The purpose of identification is to work out what action the school needs to take, not to fit a pupil into a category. We identify the needs of pupils by considering the needs of the whole child, which will include not just the special educational needs of the child or young person.


There are occasions when progress and attainment are affected by factors other than special educational needs. For example:

• Having a disability

• Attendance and punctuality

• Health and welfare

• Using English as an Additional Language (EAL)

• Being in receipt of Pupil Premium Grant

• Being a Looked After Child


Where this is the case, appropriate provision will be made, but this does not automatically necessitate the child receiving Special Educational Support (SES).

A Graduated Approach to SEN Support

The school is committed to early identification in order to meet the needs of children with SEN. Teachers are responsible and accountable for the progress and development of the pupils in their class, including where pupils access support from teaching assistants or specialist staff.

Teachers’ ongoing assessment will provide information about areas where a child is not progressing satisfactorily. These observations may be supported by formal assessments such as Baseline Assessments or termly assessments. Teachers may complete an ongoing Assess, Plan, Do Review (APDR) document which will collate all of the information regarding the pupil.

Teachers will then consult the INCLUSION TEAM to consider what else might be done – the child’s learning characteristics; the learning environment, the task and the teaching style should always be considered.

Progress for children will be achieved by focussing on classroom organisation, teaching materials, teaching style and differentiation.

If subsequent intervention does not lead to adequate progress then the teacher will consult the INCLUSION TEAM to review the strategies that have been used. This review may lead to the conclusion that the pupil requires help that is additional to or different from that which is normally available.

This would constitute Special Educational Support (SES) and the child would be registered as receiving SEN Support.

We seek to identify pupils making less than expected progress given their age and individual circumstances. This can be characterised by progress which:

• Is significantly slower than that of their peers starting from the same baseline.

• Fails to match or better the child’s previous rate of progress.

• Fails to close the attainment gap between the child and their peers.

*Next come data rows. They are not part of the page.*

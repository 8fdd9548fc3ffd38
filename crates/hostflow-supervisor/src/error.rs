use thiserror::Error;

#[derive(Error, Debug)]
pub enum SupervisorError {
    #[error(
        "supervisorctl を実行できません: {command}\n理由: {message}\n\nヒント:\n  • supervisor がインストールされているか確認してください\n  • sudo 権限があるか確認してください"
    )]
    Spawn { command: String, message: String },

    #[error("supervisorctl コマンドが失敗しました: {command}\n出力: {stderr}")]
    CommandFailed { command: String, stderr: String },

    #[error("supervisorctl status の出力をパースできません: {0}")]
    StatusParse(String),
}

pub type Result<T> = std::result::Result<T, SupervisorError>;
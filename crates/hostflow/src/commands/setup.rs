use crate::agent::{Agent, ConfigSource, FileConfigSource};
use crate::repo::GitSource;
use colored::Colorize;
use hostflow_core::TeraRenderer;
use hostflow_supervisor::Supervisorctl;
use std::path::Path;

/// supervisor 設定のみを再生成する（プロセスの停止・起動は行わない）
pub fn handle(config_path: &Path) -> anyhow::Result<()> {
    println!("{}", "supervisor 設定を再生成します...".blue().bold());

    let directory = config_path
        .parent()
        .ok_or_else(|| anyhow::anyhow!("設定ファイルの親ディレクトリが取得できません"))?
        .to_path_buf();

    let config_source = FileConfigSource::new(config_path.to_path_buf());
    let supervisor = Supervisorctl::new();
    let renderer = TeraRenderer::new()?;
    let source = GitSource::new(directory.clone());

    let agent = Agent::new(
        &config_source,
        &supervisor,
        &renderer,
        &source,
        directory.join("supervisor.conf"),
    );

    let config = config_source.load()?;
    agent.generate_supervisor_config(&config)?;

    println!();
    println!(
        "{}",
        format!(
            "✓ 設定を書き出しました: {}",
            agent.supervisor_conf_path().display()
        )
        .green()
        .bold()
    );
    println!(
        "{}",
        "ヒント: 反映するには sudo supervisorctl update を実行してください".yellow()
    );

    Ok(())
}
//! Go front end using tree-sitter-go.
//!
//! Visibility follows Go's export rule (uppercase first letter). Grouped
//! `const`/`var`/`type`/`import` blocks flatten into one draft per spec.

use symgraph_core::{RelationshipKind, SymbolKind, SymgraphError, Visibility};
use tree_sitter::Node;

use crate::frontend::{LanguageFrontend, ReferenceDraft, SymbolDraft};
use crate::helpers::{
    case_visibility, first_line, nearest_ancestor, node_text, preceding_comments, span_of,
    text_before,
};

/// Go front end.
pub struct GoFrontend;

impl GoFrontend {
    pub fn new() -> Self {
        Self
    }
}

impl Default for GoFrontend {
    fn default() -> Self {
        Self::new()
    }
}

const FUNCTION_SCOPES: &[&str] = &["function_declaration", "method_declaration", "func_literal"];

impl LanguageFrontend for GoFrontend {
    fn language_name(&self) -> &str {
        "go"
    }

    fn file_extensions(&self) -> &[&str] {
        &["go"]
    }

    fn grammar(&self) -> tree_sitter::Language {
        tree_sitter_go::LANGUAGE.into()
    }

    fn classify(&self, node: Node, source: &[u8]) -> Result<Vec<SymbolDraft>, SymgraphError> {
        match node.kind() {
            "function_declaration" => Ok(classify_named(node, source, SymbolKind::Function)),
            "method_declaration" => Ok(classify_method(node, source)),
            "type_declaration" => Ok(classify_type_declaration(node, source)),
            "const_declaration" => Ok(classify_value_declaration(
                node,
                source,
                "const_spec",
                SymbolKind::Constant,
            )),
            "var_declaration" => Ok(classify_value_declaration(
                node,
                source,
                "var_spec",
                SymbolKind::Variable,
            )),
            "import_declaration" => Ok(classify_imports(node, source)),
            "field_declaration" => Ok(classify_struct_field(node, source)),
            _ => Ok(Vec::new()),
        }
    }

    fn signature(&self, node: Node, source: &[u8]) -> String {
        text_before(node, source, '{')
    }

    fn visibility(&self, name: &str, _node: Node, _source: &[u8]) -> Visibility {
        case_visibility(name)
    }

    fn type_hint(&self, node: Node, source: &[u8]) -> Option<String> {
        match node.kind() {
            "function_declaration" | "method_declaration" => {
                let result = node.child_by_field_name("result")?;
                Some(node_text(result, source))
            }
            _ => {
                let ty = node.child_by_field_name("type")?;
                Some(node_text(ty, source))
            }
        }
    }

    fn documentation(&self, node: Node, source: &[u8]) -> Option<String> {
        preceding_comments(node, source, &["//"])
    }

    fn references(&self, node: Node, source: &[u8]) -> Vec<ReferenceDraft> {
        match node.kind() {
            "call_expression" => call_reference(node, source).into_iter().collect(),
            "type_declaration" => embedded_interface_references(node, source),
            "import_declaration" => import_references(node, source),
            _ => Vec::new(),
        }
    }
}

// ── Symbol Classification ─────────────────────────────────────────────────

fn classify_named(node: Node, source: &[u8], kind: SymbolKind) -> Vec<SymbolDraft> {
    let Some(name_node) = node.child_by_field_name("name") else {
        return Vec::new();
    };
    vec![SymbolDraft::new(
        node_text(name_node, source),
        kind,
        span_of(node),
    )]
}

fn classify_method(node: Node, source: &[u8]) -> Vec<SymbolDraft> {
    let mut drafts = classify_named(node, source, SymbolKind::Method);
    if let Some(draft) = drafts.first_mut() {
        if let Some(receiver) = node.child_by_field_name("receiver") {
            let receiver_type = node_text(receiver, source)
                .trim_matches(|c| c == '(' || c == ')')
                .trim()
                .to_string();
            draft
                .metadata
                .insert("receiver".to_string(), receiver_type);
        }
    }
    drafts
}

/// `type (A struct{...}; B interface{...})` flattens into one draft per
/// spec; the underlying type decides the kind.
fn classify_type_declaration(node: Node, source: &[u8]) -> Vec<SymbolDraft> {
    let mut cursor = node.walk();
    node.children(&mut cursor)
        .filter(|child| child.kind() == "type_spec" || child.kind() == "type_alias")
        .filter_map(|spec| {
            let name_node = spec.child_by_field_name("name")?;
            let kind = match spec.child_by_field_name("type").map(|t| t.kind()) {
                Some("struct_type") => SymbolKind::Class,
                Some("interface_type") => SymbolKind::Interface,
                _ => SymbolKind::Type,
            };
            let mut draft =
                SymbolDraft::new(node_text(name_node, source), kind, span_of(spec));
            draft.signature = Some(first_line(&node_text(spec, source)).to_string());
            Some(draft)
        })
        .collect()
}

fn classify_value_declaration(
    node: Node,
    source: &[u8],
    spec_kind: &str,
    kind: SymbolKind,
) -> Vec<SymbolDraft> {
    // Function locals are not indexed declarations.
    if nearest_ancestor(node, FUNCTION_SCOPES).is_some() {
        return Vec::new();
    }
    let mut drafts = Vec::new();
    let mut cursor = node.walk();
    for spec in node
        .children(&mut cursor)
        .filter(|child| child.kind() == spec_kind)
    {
        let mut name_cursor = spec.walk();
        for name_node in spec.children_by_field_name("name", &mut name_cursor) {
            let mut draft =
                SymbolDraft::new(node_text(name_node, source), kind, span_of(spec));
            draft.signature = Some(first_line(&node_text(spec, source)).to_string());
            if let Some(ty) = spec.child_by_field_name("type") {
                draft.data_type = Some(node_text(ty, source));
            }
            drafts.push(draft);
        }
    }
    drafts
}

fn classify_imports(node: Node, source: &[u8]) -> Vec<SymbolDraft> {
    let mut drafts = Vec::new();
    let mut stack = vec![node];
    while let Some(current) = stack.pop() {
        if current.kind() == "import_spec" {
            if let Some(path) = current.child_by_field_name("path") {
                let module = node_text(path, source).trim_matches('"').to_string();
                if !module.is_empty() {
                    let mut draft =
                        SymbolDraft::new(module, SymbolKind::Import, span_of(current));
                    draft.signature =
                        Some(first_line(&node_text(current, source)).to_string());
                    drafts.push(draft);
                }
            }
            continue;
        }
        let mut cursor = current.walk();
        let mut children: Vec<Node> = current.children(&mut cursor).collect();
        children.reverse();
        stack.extend(children);
    }
    drafts
}

fn classify_struct_field(node: Node, source: &[u8]) -> Vec<SymbolDraft> {
    let data_type = node
        .child_by_field_name("type")
        .map(|ty| node_text(ty, source));
    let mut drafts = Vec::new();
    let mut cursor = node.walk();
    for name_node in node.children_by_field_name("name", &mut cursor) {
        let mut draft = SymbolDraft::new(
            node_text(name_node, source),
            SymbolKind::Field,
            span_of(node),
        );
        draft.signature = Some(first_line(&node_text(node, source)).to_string());
        draft.data_type = data_type.clone();
        drafts.push(draft);
    }
    drafts
}

// ── References ────────────────────────────────────────────────────────────

fn call_reference(node: Node, source: &[u8]) -> Option<ReferenceDraft> {
    let function = node.child_by_field_name("function")?;
    let (target, confidence) = match function.kind() {
        "identifier" => (node_text(function, source), 0.9),
        "selector_expression" => (node_text(function, source), 0.75),
        _ => return None,
    };
    Some(ReferenceDraft::new(
        target,
        RelationshipKind::Calls,
        node,
        confidence,
    ))
}

/// An interface embedding another interface extends it.
fn embedded_interface_references(node: Node, source: &[u8]) -> Vec<ReferenceDraft> {
    let mut drafts = Vec::new();
    let mut cursor = node.walk();
    for spec in node
        .children(&mut cursor)
        .filter(|child| child.kind() == "type_spec")
    {
        let Some(name_node) = spec.child_by_field_name("name") else {
            continue;
        };
        let Some(body) = spec.child_by_field_name("type") else {
            continue;
        };
        if body.kind() != "interface_type" {
            continue;
        }
        let interface_name = node_text(name_node, source);
        let mut body_cursor = body.walk();
        for element in body.children(&mut body_cursor) {
            let embedded = match element.kind() {
                "type_identifier" => Some(element),
                "type_elem" => element.child(0),
                _ => None,
            };
            if let Some(target) = embedded {
                if target.kind() == "type_identifier" || target.kind() == "qualified_type" {
                    drafts.push(
                        ReferenceDraft::new(
                            node_text(target, source),
                            RelationshipKind::Extends,
                            element,
                            0.95,
                        )
                        .from_name(interface_name.clone()),
                    );
                }
            }
        }
    }
    drafts
}

fn import_references(node: Node, source: &[u8]) -> Vec<ReferenceDraft> {
    classify_imports(node, source)
        .into_iter()
        .map(|draft| {
            let line = draft.span.start_line;
            let mut reference = ReferenceDraft::new(
                draft.name.clone(),
                RelationshipKind::Imports,
                node,
                1.0,
            )
            .from_name(draft.name)
            .external();
            reference.line = line;
            reference
        })
        .collect()
}

#[cfg(test)]
mod tests {
    use super::*;
    use crate::parser::SourceExtractor;
    use symgraph_core::{FileExtraction, RelationshipTarget};

    fn extract(source: &str) -> FileExtraction {
        SourceExtractor::new()
            .extract_file("main.go", source.as_bytes())
            .expect("go should be supported")
    }

    #[test]
    fn struct_and_methods() {
        let result = extract(
            r#"
package main

type Server struct {
	Addr string
	port int
}

func (s *Server) Start() error {
	return nil
}
"#,
        );
        let server = result.symbols.iter().find(|s| s.name == "Server").unwrap();
        assert_eq!(server.kind, SymbolKind::Class);
        assert_eq!(server.visibility, Visibility::Public);

        let addr = result.symbols.iter().find(|s| s.name == "Addr").unwrap();
        assert_eq!(addr.kind, SymbolKind::Field);
        assert_eq!(addr.parent_id.as_ref(), Some(&server.id));
        assert_eq!(addr.data_type.as_deref(), Some("string"));

        let port = result.symbols.iter().find(|s| s.name == "port").unwrap();
        assert_eq!(port.visibility, Visibility::Private);

        let start = result.symbols.iter().find(|s| s.name == "Start").unwrap();
        assert_eq!(start.kind, SymbolKind::Method);
        assert_eq!(
            start.metadata.get("receiver").map(String::as_str),
            Some("s *Server")
        );
    }

    #[test]
    fn export_rule_visibility() {
        let result = extract(
            r#"
package main

func Exported() {}
func internal() {}
"#,
        );
        let exported = result.symbols.iter().find(|s| s.name == "Exported").unwrap();
        assert_eq!(exported.visibility, Visibility::Public);
        let internal = result.symbols.iter().find(|s| s.name == "internal").unwrap();
        assert_eq!(internal.visibility, Visibility::Private);
    }

    #[test]
    fn grouped_const_block() {
        let result = extract(
            r#"
package main

const (
	MaxRetries = 3
	Timeout    = 30
)
"#,
        );
        let constants: Vec<_> = result
            .symbols
            .iter()
            .filter(|s| s.kind == SymbolKind::Constant)
            .collect();
        assert_eq!(constants.len(), 2);
        assert_eq!(constants[0].name, "MaxRetries");
        assert_eq!(constants[1].name, "Timeout");
    }

    #[test]
    fn interface_embedding_extends() {
        let result = extract(
            r#"
package main

type Reader interface {
	Read(p []byte) (int, error)
}

type ReadCloser interface {
	Reader
	Close() error
}
"#,
        );
        let reader = result.symbols.iter().find(|s| s.name == "Reader").unwrap();
        assert_eq!(reader.kind, SymbolKind::Interface);

        let read_closer = result
            .symbols
            .iter()
            .find(|s| s.name == "ReadCloser")
            .unwrap();

        let edge = result
            .relationships
            .iter()
            .find(|r| r.kind == RelationshipKind::Extends)
            .expect("extends edge");
        assert_eq!(edge.from, read_closer.id);
        assert_eq!(edge.to, RelationshipTarget::Symbol(reader.id.clone()));
    }

    #[test]
    fn imports_become_symbols_and_external_edges() {
        let result = extract(
            r#"
package main

import (
	"fmt"
	"net/http"
)
"#,
        );
        let imports: Vec<_> = result
            .symbols
            .iter()
            .filter(|s| s.kind == SymbolKind::Import)
            .collect();
        assert_eq!(imports.len(), 2);
        assert_eq!(imports[0].name, "fmt");
        assert_eq!(imports[1].name, "net/http");

        let edges: Vec<_> = result
            .relationships
            .iter()
            .filter(|r| r.kind == RelationshipKind::Imports)
            .collect();
        assert_eq!(edges.len(), 2);
        for edge in edges {
            assert!(matches!(edge.to, RelationshipTarget::External(_)));
        }
    }

    #[test]
    fn call_edges() {
        let result = extract(
            r#"
package main

func helper() {}

func main() {
	helper()
}
"#,
        );
        let main_fn = result.symbols.iter().find(|s| s.name == "main").unwrap();
        let helper = result.symbols.iter().find(|s| s.name == "helper").unwrap();
        let calls: Vec<_> = result
            .relationships
            .iter()
            .filter(|r| r.kind == RelationshipKind::Calls)
            .collect();
        assert_eq!(calls.len(), 1);
        assert_eq!(calls[0].from, main_fn.id);
        assert_eq!(calls[0].to, RelationshipTarget::Symbol(helper.id.clone()));
    }

    #[test]
    fn function_locals_are_skipped() {
        let result = extract(
            r#"
package main

func run() {
	var local = 1
	_ = local
}
"#,
        );
        assert!(result.symbols.iter().all(|s| s.name != "local"));
    }
}
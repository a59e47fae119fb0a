//! Extraction coordinator.
//!
//! Detects the language from the file extension, parses with the matching
//! tree-sitter grammar, and runs the builder and resolver. Extraction of one
//! file is synchronous and keeps all state call-scoped, so an external
//! worker pool may run many extractions concurrently without locks.

use std::path::Path;

use symgraph_core::{ExtractConfig, FileExtraction};
use tree_sitter::Parser;

use crate::builder::SymbolTableBuilder;
use crate::frontend::LanguageFrontend;
use crate::languages;
use crate::resolver::RelationshipResolver;

/// Coordinates extraction across all registered language front ends.
pub struct SourceExtractor {
    frontends: Vec<Box<dyn LanguageFrontend>>,
    config: ExtractConfig,
}

impl SourceExtractor {
    /// Extractor with every registered front end and default configuration.
    pub fn new() -> Self {
        Self::with_config(ExtractConfig::default())
    }

    pub fn with_config(config: ExtractConfig) -> Self {
        Self {
            frontends: languages::all_frontends(),
            config,
        }
    }

    /// Extract symbols and relationships from a single file.
    ///
    /// Returns `None` when the extension is not supported. A file the
    /// provider cannot parse yields a successful-but-empty extraction, since
    /// a watcher may trigger this call while a file is mid-save.
    pub fn extract_file(&self, path: &str, content: &[u8]) -> Option<FileExtraction> {
        let extension = Path::new(path).extension().and_then(|ext| ext.to_str())?;
        let frontend = self.find_frontend(extension)?;

        let mut parser = Parser::new();
        parser.set_language(&frontend.grammar()).ok()?;

        let Some(tree) = parser.parse(content, None) else {
            return Some(FileExtraction::empty(path, frontend.language_name()));
        };

        let symbols = SymbolTableBuilder::build(frontend, &self.config, &tree, content, path);
        let relationships = RelationshipResolver::resolve(frontend, &tree, content, &symbols);

        Some(FileExtraction {
            file_path: path.to_string(),
            language: frontend.language_name().to_string(),
            symbols,
            relationships,
        })
    }

    /// All supported file extensions.
    pub fn supported_extensions(&self) -> Vec<&str> {
        self.frontends
            .iter()
            .flat_map(|f| f.file_extensions().iter().copied())
            .collect()
    }

    pub fn supports_extension(&self, ext: &str) -> bool {
        self.frontends
            .iter()
            .any(|f| f.file_extensions().contains(&ext))
    }

    fn find_frontend(&self, ext: &str) -> Option<&dyn LanguageFrontend> {
        self.frontends
            .iter()
            .find(|f| f.file_extensions().contains(&ext))
            .map(|f| f.as_ref())
    }
}

impl Default for SourceExtractor {
    fn default() -> Self {
        Self::new()
    }
}
//! Rust front end using tree-sitter-rust.
//!
//! Rust has no class inheritance; `impl Trait for Type` blocks become
//! `Implements` edges sourced from the type by name, since the impl block
//! does not lexically enclose the type's declaration.

use symgraph_core::{RelationshipKind, SymbolKind, SymgraphError, Visibility};
use tree_sitter::Node;

use crate::frontend::{LanguageFrontend, ReferenceDraft, SymbolDraft};
use crate::helpers::{
    first_line, nearest_ancestor, node_text, preceding_comments, span_of, text_before,
};

/// Rust front end.
pub struct RustFrontend;

impl RustFrontend {
    pub fn new() -> Self {
        Self
    }
}

impl Default for RustFrontend {
    fn default() -> Self {
        Self::new()
    }
}

impl LanguageFrontend for RustFrontend {
    fn language_name(&self) -> &str {
        "rust"
    }

    fn file_extensions(&self) -> &[&str] {
        &["rs"]
    }

    fn grammar(&self) -> tree_sitter::Language {
        tree_sitter_rust::LANGUAGE.into()
    }

    fn classify(&self, node: Node, source: &[u8]) -> Result<Vec<SymbolDraft>, SymgraphError> {
        match node.kind() {
            // Bodyless trait methods parse as signature items.
            "function_item" | "function_signature_item" => Ok(classify_function(node, source)),
            "struct_item" => Ok(classify_named(node, source, SymbolKind::Class)),
            "trait_item" => Ok(classify_named(node, source, SymbolKind::Interface)),
            "enum_item" => Ok(classify_named(node, source, SymbolKind::Enum)),
            "enum_variant" => Ok(classify_named(node, source, SymbolKind::EnumMember)),
            "const_item" | "static_item" => Ok(classify_constant(node, source)),
            "mod_item" => Ok(classify_named(node, source, SymbolKind::Module)),
            "type_item" => Ok(classify_named(node, source, SymbolKind::Type)),
            "field_declaration" => Ok(classify_field(node, source)),
            "use_declaration" => Ok(classify_use(node, source)),
            _ => Ok(Vec::new()),
        }
    }

    fn signature(&self, node: Node, source: &[u8]) -> String {
        let sig = text_before(node, source, '{');
        sig.trim_end_matches(';').trim().to_string()
    }

    fn visibility(&self, _name: &str, node: Node, source: &[u8]) -> Visibility {
        let mut cursor = node.walk();
        let modifier = node
            .children(&mut cursor)
            .find(|child| child.kind() == "visibility_modifier");
        match modifier {
            Some(vis) => {
                let text = node_text(vis, source);
                if text == "pub" {
                    Visibility::Public
                } else {
                    // pub(crate), pub(super), pub(in path)
                    Visibility::Protected
                }
            }
            None => Visibility::Private,
        }
    }

    fn type_hint(&self, node: Node, source: &[u8]) -> Option<String> {
        match node.kind() {
            "function_item" => {
                let ret = node.child_by_field_name("return_type")?;
                Some(node_text(ret, source))
            }
            _ => {
                let ty = node.child_by_field_name("type")?;
                Some(node_text(ty, source))
            }
        }
    }

    fn documentation(&self, node: Node, source: &[u8]) -> Option<String> {
        preceding_comments(node, source, &["///", "//"])
    }

    fn references(&self, node: Node, source: &[u8]) -> Vec<ReferenceDraft> {
        match node.kind() {
            "call_expression" => call_reference(node, source).into_iter().collect(),
            "impl_item" => impl_references(node, source),
            "use_declaration" => use_reference(node, source).into_iter().collect(),
            _ => Vec::new(),
        }
    }
}

// ── Symbol Classification ─────────────────────────────────────────────────

fn classify_named(node: Node, source: &[u8], kind: SymbolKind) -> Vec<SymbolDraft> {
    let Some(name_node) = node.child_by_field_name("name") else {
        return Vec::new();
    };
    vec![SymbolDraft::new(
        node_text(name_node, source),
        kind,
        span_of(node),
    )]
}

fn classify_function(node: Node, source: &[u8]) -> Vec<SymbolDraft> {
    let kind = if nearest_ancestor(node, &["impl_item", "trait_item"]).is_some() {
        SymbolKind::Method
    } else {
        SymbolKind::Function
    };
    let mut drafts = classify_named(node, source, kind);
    if let Some(draft) = drafts.first_mut() {
        draft.flags.is_async = has_modifier(node, source, "async");
    }
    drafts
}

fn classify_constant(node: Node, source: &[u8]) -> Vec<SymbolDraft> {
    // Function-local consts are not indexed declarations.
    if nearest_ancestor(node, &["function_item"]).is_some() {
        return Vec::new();
    }
    classify_named(node, source, SymbolKind::Constant)
}

fn classify_field(node: Node, source: &[u8]) -> Vec<SymbolDraft> {
    let mut drafts = classify_named(node, source, SymbolKind::Field);
    if let Some(draft) = drafts.first_mut() {
        draft.signature = Some(first_line(&node_text(node, source)).to_string());
    }
    drafts
}

/// `use std::collections::HashMap;` becomes one `Import` symbol named by
/// the full path.
fn classify_use(node: Node, source: &[u8]) -> Vec<SymbolDraft> {
    let Some(argument) = node.child_by_field_name("argument") else {
        return Vec::new();
    };
    let path = node_text(argument, source);
    if path.is_empty() {
        return Vec::new();
    }
    let mut draft = SymbolDraft::new(path, SymbolKind::Import, span_of(node));
    draft.signature = Some(first_line(&node_text(node, source)).to_string());
    vec![draft]
}

fn has_modifier(node: Node, source: &[u8], keyword: &str) -> bool {
    let mut cursor = node.walk();
    let found = node
        .children(&mut cursor)
        .filter(|child| child.kind() == "function_modifiers")
        .any(|mods| {
            node_text(mods, source)
                .split_whitespace()
                .any(|word| word == keyword)
        });
    found
}

// ── References ────────────────────────────────────────────────────────────

fn call_reference(node: Node, source: &[u8]) -> Option<ReferenceDraft> {
    let function = node.child_by_field_name("function")?;
    let (target, confidence) = match function.kind() {
        "identifier" => (node_text(function, source), 0.9),
        "scoped_identifier" => (node_text(function, source), 0.9),
        // Method call syntax; the receiver type is unknown here.
        "field_expression" => {
            let field = function.child_by_field_name("field")?;
            (node_text(field, source), 0.75)
        }
        _ => return None,
    };
    Some(ReferenceDraft::new(
        target,
        RelationshipKind::Calls,
        node,
        confidence,
    ))
}

/// `impl Trait for Type` yields `Type --Implements--> Trait`, sourced by
/// name since the type's declaration is elsewhere in the file.
fn impl_references(node: Node, source: &[u8]) -> Vec<ReferenceDraft> {
    let Some(trait_node) = node.child_by_field_name("trait") else {
        return Vec::new();
    };
    let Some(type_node) = node.child_by_field_name("type") else {
        return Vec::new();
    };
    let trait_name = strip_generics(&node_text(trait_node, source));
    let type_name = strip_generics(&node_text(type_node, source));
    if trait_name.is_empty() || type_name.is_empty() {
        return Vec::new();
    }
    vec![
        ReferenceDraft::new(trait_name, RelationshipKind::Implements, node, 0.95)
            .from_name(type_name),
    ]
}

fn use_reference(node: Node, source: &[u8]) -> Option<ReferenceDraft> {
    let argument = node.child_by_field_name("argument")?;
    let path = node_text(argument, source);
    if path.is_empty() {
        return None;
    }
    Some(
        ReferenceDraft::new(path.clone(), RelationshipKind::Imports, node, 1.0)
            .from_name(path)
            .external(),
    )
}

fn strip_generics(name: &str) -> String {
    name.split('<').next().unwrap_or(name).trim().to_string()
}

#[cfg(test)]
mod tests {
    use super::*;
    use crate::parser::SourceExtractor;
    use symgraph_core::{FileExtraction, RelationshipTarget};

    fn extract(source: &str) -> FileExtraction {
        SourceExtractor::new()
            .extract_file("lib.rs", source.as_bytes())
            .expect("rust should be supported")
    }

    #[test]
    fn struct_with_fields() {
        let result = extract(
            r#"
pub struct Config {
    pub path: String,
    limit: usize,
}
"#,
        );
        let config = result
            .symbols
            .iter()
            .find(|s| s.name == "Config")
            .expect("struct");
        assert_eq!(config.kind, SymbolKind::Class);
        assert_eq!(config.visibility, Visibility::Public);

        let path = result.symbols.iter().find(|s| s.name == "path").unwrap();
        assert_eq!(path.kind, SymbolKind::Field);
        assert_eq!(path.parent_id.as_ref(), Some(&config.id));
        assert_eq!(path.data_type.as_deref(), Some("String"));

        let limit = result.symbols.iter().find(|s| s.name == "limit").unwrap();
        assert_eq!(limit.visibility, Visibility::Private);
    }

    #[test]
    fn visibility_modifiers() {
        let result = extract(
            r#"
pub fn open() {}
pub(crate) fn internal() {}
fn hidden() {}
"#,
        );
        let vis = |name: &str| {
            result
                .symbols
                .iter()
                .find(|s| s.name == name)
                .unwrap()
                .visibility
        };
        assert_eq!(vis("open"), Visibility::Public);
        assert_eq!(vis("internal"), Visibility::Protected);
        assert_eq!(vis("hidden"), Visibility::Private);
    }

    #[test]
    fn trait_impl_becomes_implements_edge() {
        let result = extract(
            r#"
pub trait Storage {
    fn put(&mut self, key: &str);
}

pub struct MemStorage;

impl Storage for MemStorage {
    fn put(&mut self, key: &str) {}
}
"#,
        );
        let storage = result.symbols.iter().find(|s| s.name == "Storage").unwrap();
        assert_eq!(storage.kind, SymbolKind::Interface);

        let mem = result
            .symbols
            .iter()
            .find(|s| s.name == "MemStorage")
            .unwrap();

        let edge = result
            .relationships
            .iter()
            .find(|r| r.kind == RelationshipKind::Implements)
            .expect("implements edge");
        assert_eq!(edge.from, mem.id);
        assert_eq!(edge.to, RelationshipTarget::Symbol(storage.id.clone()));
    }

    #[test]
    fn methods_in_impl_blocks() {
        let result = extract(
            r#"
struct Counter;

impl Counter {
    pub fn increment(&mut self) {}
}
"#,
        );
        let increment = result
            .symbols
            .iter()
            .find(|s| s.name == "increment")
            .unwrap();
        assert_eq!(increment.kind, SymbolKind::Method);
    }

    #[test]
    fn enum_with_variants() {
        let result = extract(
            r#"
pub enum Direction {
    North,
    South,
}
"#,
        );
        let direction = result
            .symbols
            .iter()
            .find(|s| s.kind == SymbolKind::Enum)
            .unwrap();
        let variants: Vec<_> = result
            .symbols
            .iter()
            .filter(|s| s.kind == SymbolKind::EnumMember)
            .collect();
        assert_eq!(variants.len(), 2);
        for variant in variants {
            assert_eq!(variant.parent_id.as_ref(), Some(&direction.id));
        }
    }

    #[test]
    fn use_declaration_yields_import_and_external_edge() {
        let result = extract("use std::collections::HashMap;\n");
        let import = result
            .symbols
            .iter()
            .find(|s| s.kind == SymbolKind::Import)
            .expect("import symbol");
        assert_eq!(import.name, "std::collections::HashMap");

        let edge = result
            .relationships
            .iter()
            .find(|r| r.kind == RelationshipKind::Imports)
            .expect("import edge");
        assert_eq!(edge.from, import.id);
        assert_eq!(
            edge.to,
            RelationshipTarget::External("std::collections::HashMap".to_string())
        );
    }

    #[test]
    fn doc_comments_are_captured() {
        let result = extract(
            r#"
/// Parses raw input.
/// Returns the normalized form.
pub fn parse() {}
"#,
        );
        let parse = result.symbols.iter().find(|s| s.name == "parse").unwrap();
        assert_eq!(
            parse.documentation.as_deref(),
            Some("Parses raw input.\nReturns the normalized form.")
        );
    }

    #[test]
    fn function_local_consts_are_skipped() {
        let result = extract(
            r#"
fn compute() {
    const LOCAL: usize = 8;
}
"#,
        );
        assert!(result.symbols.iter().all(|s| s.name != "LOCAL"));
    }

    #[test]
    fn async_flag() {
        let result = extract("pub async fn fetch() {}\n");
        let fetch = result.symbols.iter().find(|s| s.name == "fetch").unwrap();
        assert!(fetch.flags.is_async);
    }
}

• Widens the attainment gap.

• Fails to make progress with wider development or social and emotional needs.

• Fails to make progress in self-help, social and personal skills.

The school will use the graduated approach as advised in the Code of Practice 0-25 Years – ‘Assess, Plan, Do, Review’. This process is initiated, facilitated and overseen by the INCLUSION TEAM, whilst the class teacher is responsible for carrying out the process of assessing, planning, doing and reviewing. Where external agencies are involved, the INCLUSION TEAM will be responsible for liaising with those agencies.

The INCLUSION TEAM will also provide advice and guidance throughout the process, and may carry out some additional assessment. The INCLUSION TEAM will updated all records of provision and impact of that provision. The teacher will maintain the personalised plans and keep them updated.

ASSESS – The teacher and SENCO will consider all of the information gathered from within the school about the pupil’s progress, alongside national data and expectations of progress. This will include formative assessment, using effective tools and early assessment materials. From this, we identify the child’s current attainment, achievements and learning profile. This may involve taking advice from the INCLUSION TEAM, external specialists and may include the use of diagnostic and other assessments to determine the exact areas of need and strategies recommended. Where external specialists are involved directly with the pupil, parental consent will be sought first. Information may also be gathered using person-centred tools to discover what is important to the pupil and how best we can support them.

PLAN – Pupils and parents will be involved in the planning process as much as possible. Person centred tools may be employed to facilitate this. This means that the pupil and their parents/ carers are supported in the planning process to arrive at goals and plans that make them key players in the learning process. This will be used to ascertain aspirations and outcomes for the child in the short and longer term. The plan will include the expected outcomes, actions and strategies and provision to be used. A review date will also be set.

DO- The strategies and interventions agreed in the plan will be implemented and progress monitored using the school’s usual assessment systems, plus specific tracking of progress through St Cuthbert’s interventions. Progress may be measured through assessment scores and/or through qualitative observations.

REVIEW- The progress of the pupil will be reviewed at the end of the specified period of intervention. This review will form the basis of further assessment and planning. Meetings with pupils and parents happen at least termly.

The school’s Local Offer can be found on the school website:

This indicates the type of provision the school currently offers to pupils with SEN and disability. It is reviewed annually. The level and type of provision decided on for individual pupils is that which is required to meet the planned outcomes. The SENCO and BUSINESS MANAGER records the cost of provision made through provision mapping.









Statutory Assessment of SEN

If the school is unable to meet with all of the agreed provision from its existing resources, finance and staffing expertise; and the outcomes for the child are not improving despite SEN Support, then the school may request a statutory assessment from the Local Authority, which may lead to an Education, Health and Care Plan.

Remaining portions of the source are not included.